Grosz has played an active role in a variety of institutional domains in addition to her own scholarship and teaching. She is a past member of the Faculty Council of the Faculty of Arts and Sciences, as well as a current member of the Harvard University Science and Engineering Committee (HUSEC) and the University’s Council of Deans. She also served for 11 years on the FAS Standing Committee on Athletic Sports.

A leader in efforts to increase the participation of women in science, Grosz in 2005 chaired Harvard’s Task Force on Women in Science and Engineering, which analyzed and recommended ways to build and sustain the pipeline of women pursuing academic careers in science, from undergraduate studies to graduate and postdoctoral work to advancement through faculty ranks. Previously, she chaired the FAS Standing Committee on the Status of Women when it issued its 1991 report on women in the sciences at Harvard, which included recommendations for improving the recruitment and retention of women scientists at the University.
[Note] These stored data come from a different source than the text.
use std::sync::Arc;

use tokio::sync::watch;

/// A cooperative cancellation signal shared by the dispatcher and the workers.
///
/// Once triggered it stays triggered; every clone observes it.
#[derive(Clone, Debug)]
pub struct Cancellation {
    sender: Arc<watch::Sender<bool>>,
}

impl Cancellation {
    /// Creates a new, untriggered `Cancellation`.
    pub fn new() -> Self {
        let (sender, _) = watch::channel(false);

        Self {
            sender: Arc::new(sender),
        }
    }

    /// Triggers the cancellation.
    ///
    /// Returns `true` only for the call that triggered it first.
    pub fn cancel(&self) -> bool {
        !self.sender.send_replace(true)
    }

    /// Checks whether the cancellation has been triggered.
    pub fn is_cancelled(&self) -> bool {
        *self.sender.borrow()
    }

    /// Completes once the cancellation is triggered.
    pub async fn cancelled(&self) {
        let mut receiver = self.sender.subscribe();
        // The sender outlives `self`, so the channel can not close while waiting.
        let _ = receiver.wait_for(|cancelled| *cancelled).await;
    }
}

impl Default for Cancellation {
    fn default() -> Self {
        Self::new()
    }
}

#[cfg(test)]
mod tests {
    use std::time::Duration;

    use tokio::time::timeout;

    use super::*;

    #[test]
    fn only_first_cancel_call_reports_trigger() {
        let cancellation = Cancellation::new();

        assert!(!cancellation.is_cancelled());
        assert!(cancellation.cancel());
        assert!(!cancellation.cancel());
        assert!(cancellation.is_cancelled());
    }

    #[tokio::test]
    async fn cancelled_completes_immediately_when_already_triggered() {
        let cancellation = Cancellation::new();
        cancellation.cancel();

        timeout(Duration::from_millis(100), cancellation.cancelled())
            .await
            .expect("Cancelled future should complete");
    }

    #[tokio::test]
    async fn clones_observe_cancellation() {
        let cancellation = Cancellation::new();
        let observer = cancellation.clone();
        let handle = tokio::spawn(async move { observer.cancelled().await });

        cancellation.cancel();

        timeout(Duration::from_secs(1), handle)
            .await
            .expect("Observer should be notified")
            .unwrap();
    }

    #[tokio::test(start_paused = true)]
    async fn cancelled_stays_pending_until_triggered() {
        let cancellation = Cancellation::new();

        timeout(Duration::from_secs(60), cancellation.cancelled())
            .await
            .expect_err("Cancelled future should stay pending");
    }
}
Grosz is an elected member of the National Academy of Engineering, the American Philosophical Society, and the American Academy of Arts and Sciences, and a fellow of the Association for the Advancement of Artificial Intelligence (AAAI), the Association for Computing Machinery, and the American Association for the Advancement of Science. In 1993, she became the first woman to serve as president of the AAAI. She serves on the executive committee and is a former trustee of the International Joint Conferences on Artificial Intelligence.

Before joining the Harvard faculty, Grosz was a senior staff scientist and director of the Natural Language and Representation Program in the AI Center at SRI International and was co-founder of the Center for the Study of Language and Information at Stanford University. She received a bachelor’s degree in mathematics from Cornell University and master’s and doctoral degrees in computer science from the University of California, Berkeley.